Solar PV cost model The power generation costs for the solar PV, \({C}_{pv}\left[\text{US}\$\right]\) as presented in Eq. (11) is calculated as the summation of the costs for initial investment \({C}_{pv\_i}\left[\text{US}\$\right]\), maintenance,\({C}_{pv\_mtc}\left[\text{US}\$\right]\) and that for the inverters \({C}_{pv\_inv}\left[\text{US}\$\right]\).

$${C}_{pv}= {C}_{pv\_i}+ {C}_{pv\_mtc}$$
(11)

\({C}_{pv\_i}\) is calculated using Eq. (12), where \({P}_{pv\_i}\) is the rated capacity of the solar PV plant in \(\text{kWp}\) as given by Eq. (13) and \({C}_{pv/\text{kWp}}\) is the cost per \(\text{kWp}\) which was estimated to be \(\text{US}\$ \text{1,276.5}\), which is the average of the 5th and 95th percentile values of the total installed costs for PV projects in 2023 as published by the International Renewable Energy Agency [41].

$${C}_{pv\_i}={P}_{pv\_i} \times \Bigg[{C}_{\frac{pv}{\text{kWp}}}+{C}_{p{v}_{inv}/\text{kWp}}\Bigg]$$
(12)
$${P}_{pv\_i} \left[\text{kWp}\right]= {n}_{pv}\times {P}_{pv\_r}$$
(13)

\({n}_{pv}\) is one of the decision variables in this study and \({P}_{pv\_r}\) is the rated capacity of one PV module which for the Maxeon SPR-MAX6-440 is 0.44 \(\text{kWp}\). \({C}_{pv\_mtc}\) was estimated to be \(\text{US}\$ 14.1/\text{kWp}\) [41]. The inverter cost per kilo-watt peak, denoted as \({C}_{p{v}_{inv}/\text{kWp}}=\text{US}\$ 71/\text{kWp}\) [42].

Solution approach

In this study, six well-established evolutionary algorithms are employed: the NSGA-II, MOEAD, and GDE3 for solving the bi-objective optimization problem, and the GA, DE and PSO algorithm for the single-objective case.
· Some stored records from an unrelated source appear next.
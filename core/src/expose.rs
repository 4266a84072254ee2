//! Service exposure: switch the GitOps UI service to `LoadBalancer` and
//! poll for an assigned external address. Exhausting the attempt budget is
//! the one non-fatal wait in the procedure -- the environment works even
//! if the UI address is still pending.

use std::time::Duration;

use anyhow::{Context, Result};
use k8s_openapi::api::core::v1::Service;
use kube::api::{Patch, PatchParams};
use kube::{Api, Client};
use serde_json::json;
use tracing::{info, warn};

use crate::install::{UI_NAMESPACE, UI_SERVICE};
use crate::retry::{self, PollBudget};

const ADDRESS_BUDGET: PollBudget = PollBudget::new(30, Duration::from_secs(10));

pub async fn expose_ui(client: &Client) -> Result<Option<String>> {
    let services = Api::<Service>::namespaced(client.clone(), UI_NAMESPACE);
    services
        .patch(
            UI_SERVICE,
            &PatchParams::default(),
            &Patch::Merge(&json!({"spec": {"type": "LoadBalancer"}})),
        )
        .await
        .with_context(|| format!("failed to patch service '{UI_SERVICE}' to LoadBalancer"))?;

    let address = retry::poll("an external address", ADDRESS_BUDGET, || async {
        let service = services.get(UI_SERVICE).await?;
        Ok(external_address(&service))
    })
    .await?;

    match &address {
        Some(address) => info!("UI reachable at https://{address}"),
        None => warn!(
            "no external address assigned yet; query it later with \
             'kubectl -n {UI_NAMESPACE} get svc {UI_SERVICE}'"
        ),
    }
    Ok(address)
}

fn external_address(service: &Service) -> Option<String> {
    service
        .status
        .as_ref()?
        .load_balancer
        .as_ref()?
        .ingress
        .as_ref()?
        .iter()
        .find_map(|ingress| ingress.ip.clone().or_else(|| ingress.hostname.clone()))
}

#[cfg(test)]
mod tests {
    use super::*;
    use k8s_openapi::api::core::v1::{LoadBalancerIngress, LoadBalancerStatus, ServiceStatus};

    fn service_with(ingress: Option<Vec<LoadBalancerIngress>>) -> Service {
        Service {
            status: Some(ServiceStatus {
                load_balancer: Some(LoadBalancerStatus { ingress }),
                ..Default::default()
            }),
            ..Default::default()
        }
    }

    #[test]
    fn ip_is_preferred_and_hostname_is_a_fallback() {
        let with_ip = service_with(Some(vec![LoadBalancerIngress {
            ip: Some("198.51.100.2".into()),
            hostname: Some("lb.example".into()),
            ..Default::default()
        }]));
        assert_eq!(external_address(&with_ip).as_deref(), Some("198.51.100.2"));

        let hostname_only = service_with(Some(vec![LoadBalancerIngress {
            hostname: Some("lb.example".into()),
            ..Default::default()
        }]));
        assert_eq!(external_address(&hostname_only).as_deref(), Some("lb.example"));
    }

    #[test]
    fn pending_service_has_no_address() {
        assert_eq!(external_address(&service_with(None)), None);
        assert_eq!(external_address(&service_with(Some(vec![]))), None);
        assert_eq!(external_address(&Service::default()), None);
    }
}
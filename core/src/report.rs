//! Final report: access URL (or a pending instruction), the generated
//! admin credentials, and the kubeconfig location. Credential retrieval is
//! best-effort; the environment is functional without it.

use std::path::{Path, PathBuf};

use anyhow::{Context, Result};
use base64::engine::general_purpose::STANDARD;
use base64::Engine as _;
use secrecy::{ExposeSecret, SecretString};
use tracing::warn;

use crate::exec;
use crate::install::{ADMIN_SECRET, UI_NAMESPACE, UI_SERVICE};

pub struct Report {
    pub ui_address: Option<String>,
    pub admin_password: Option<SecretString>,
    pub kubeconfig: PathBuf,
}

impl Report {
    /// Printed exactly once, at the end of a successful run.
    pub fn print(&self) {
        println!();
        println!("Environment ready.");
        match &self.ui_address {
            Some(address) => println!("  UI:         https://{address}"),
            None => println!(
                "  UI:         pending -- run 'kubectl -n {UI_NAMESPACE} get svc {UI_SERVICE}' later"
            ),
        }
        match &self.admin_password {
            Some(password) => {
                println!("  admin user: admin");
                println!("  password:   {}", password.expose_secret());
            }
            None => println!("  password:   not available yet, see the log for details"),
        }
        println!("  kubeconfig: {}", self.kubeconfig.display());
    }
}

/// Fetch and decode the generated admin secret. A missing secret is a
/// warning, not an error.
pub async fn admin_password(kubeconfig: &Path) -> Option<SecretString> {
    let kubeconfig = kubeconfig.to_string_lossy();
    let encoded = match exec::run_ok(
        "kubectl",
        &[
            "--kubeconfig",
            &kubeconfig,
            "-n",
            UI_NAMESPACE,
            "get",
            "secret",
            ADMIN_SECRET,
            "-o",
            "jsonpath={.data.password}",
        ],
    )
    .await
    {
        Ok(encoded) => encoded,
        Err(e) => {
            warn!("admin secret '{ADMIN_SECRET}' not readable yet: {e:#}");
            return None;
        }
    };

    match decode_password(encoded.trim()) {
        Ok(password) => Some(password),
        Err(e) => {
            warn!("admin secret '{ADMIN_SECRET}' could not be decoded: {e:#}");
            None
        }
    }
}

fn decode_password(encoded: &str) -> Result<SecretString> {
    let bytes = STANDARD
        .decode(encoded)
        .context("secret payload is not base64")?;
    let text = String::from_utf8(bytes).context("secret payload is not UTF-8")?;
    Ok(SecretString::new(text))
}

#[cfg(test)]
mod tests {
    use super::*;

    #[test]
    fn base64_payload_is_decoded() {
        let password = decode_password("aHVudGVyMg==").unwrap();
        assert_eq!(password.expose_secret(), "hunter2");
    }

    #[test]
    fn garbage_payload_is_an_error() {
        assert!(decode_password("not base64!!").is_err());
    }
}
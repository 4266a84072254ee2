//! Bounded fixed-interval polling.
//!
//! Every wait in the bootstrap has the same shape: probe, sleep a fixed
//! interval, give up after a fixed number of attempts. The probe decides
//! "what to wait for"; this module owns "how to wait". A probe returning an
//! error is an outright failure and is never retried -- only "not ready
//! yet" (`Ok(None)`) consumes the attempt budget.

use std::future::Future;
use std::time::Duration;

use anyhow::{anyhow, Result};
use tracing::debug;

#[derive(Clone, Copy, Debug)]
pub struct PollBudget {
    pub attempts: u32,
    pub interval: Duration,
}

impl PollBudget {
    pub const fn new(attempts: u32, interval: Duration) -> Self {
        Self { attempts, interval }
    }
}

/// Poll until the probe yields a value or the budget is exhausted.
/// Exhaustion is `Ok(None)`; callers decide whether that is fatal.
pub async fn poll<T, F, Fut>(what: &str, budget: PollBudget, mut probe: F) -> Result<Option<T>>
where
    F: FnMut() -> Fut,
    Fut: Future<Output = Result<Option<T>>>,
{
    for attempt in 1..=budget.attempts {
        if let Some(value) = probe().await? {
            return Ok(Some(value));
        }
        debug!(
            "waiting for {what} (attempt {attempt}/{})",
            budget.attempts
        );
        if attempt < budget.attempts {
            tokio::time::sleep(budget.interval).await;
        }
    }
    Ok(None)
}

/// Like [`poll`], but budget exhaustion is an error.
pub async fn wait_for<T, F, Fut>(what: &str, budget: PollBudget, probe: F) -> Result<T>
where
    F: FnMut() -> Fut,
    Fut: Future<Output = Result<Option<T>>>,
{
    poll(what, budget, probe).await?.ok_or_else(|| {
        anyhow!(
            "timed out waiting for {what} ({} attempts, {:?} apart)",
            budget.attempts,
            budget.interval
        )
    })
}

#[cfg(test)]
mod tests {
    use super::*;
    use anyhow::bail;
    use std::sync::atomic::{AtomicU32, Ordering};

    const FAST: PollBudget = PollBudget::new(3, Duration::from_millis(1));

    #[tokio::test]
    async fn returns_once_ready() {
        let calls = AtomicU32::new(0);
        let value = wait_for("thing", FAST, || async {
            if calls.fetch_add(1, Ordering::SeqCst) >= 1 {
                Ok(Some(7))
            } else {
                Ok(None)
            }
        })
        .await
        .unwrap();
        assert_eq!(value, 7);
        assert_eq!(calls.load(Ordering::SeqCst), 2);
    }

    #[tokio::test]
    async fn exhaustion_is_an_error_for_wait_for() {
        let err = wait_for("thing", FAST, || async { Ok(None::<()>) })
            .await
            .unwrap_err();
        assert!(err.to_string().contains("timed out waiting for thing"));
    }

    #[tokio::test]
    async fn exhaustion_is_none_for_poll() {
        let outcome = poll("thing", FAST, || async { Ok(None::<()>) })
            .await
            .unwrap();
        assert!(outcome.is_none());
    }

    #[tokio::test]
    async fn probe_failure_is_never_retried() {
        let calls = AtomicU32::new(0);
        let err = wait_for("thing", FAST, || async {
            calls.fetch_add(1, Ordering::SeqCst);
            bail!("command failed outright");
            #[allow(unreachable_code)]
            Ok(None::<()>)
        })
        .await
        .unwrap_err();
        assert!(err.to_string().contains("command failed outright"));
        assert_eq!(calls.load(Ordering::SeqCst), 1);
    }
}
The choice of these algorithms is guided by a detailed evaluation of their respective strengths and limitations.

Stochastic optimization framework

To account for the inherently intermittent nature of solar and hydropower resources, the optimization framework incorporates stochastic modeling. This ensures that the derived optimal parameters closely mirror the actual behavior and constraints of the hybrid PV-small hydro power plant over its life cycle. The entire optimization framework is implemented in Python [43], leveraging its robust scientific computing ecosystem. The goal is to identify the most suitable system configuration—defined by key decision variables (\({n}_{pv}\), \({Q}_{Tr}\) and \({n}_{hyd}\)) and an affordability constraint on tariff/LCOE.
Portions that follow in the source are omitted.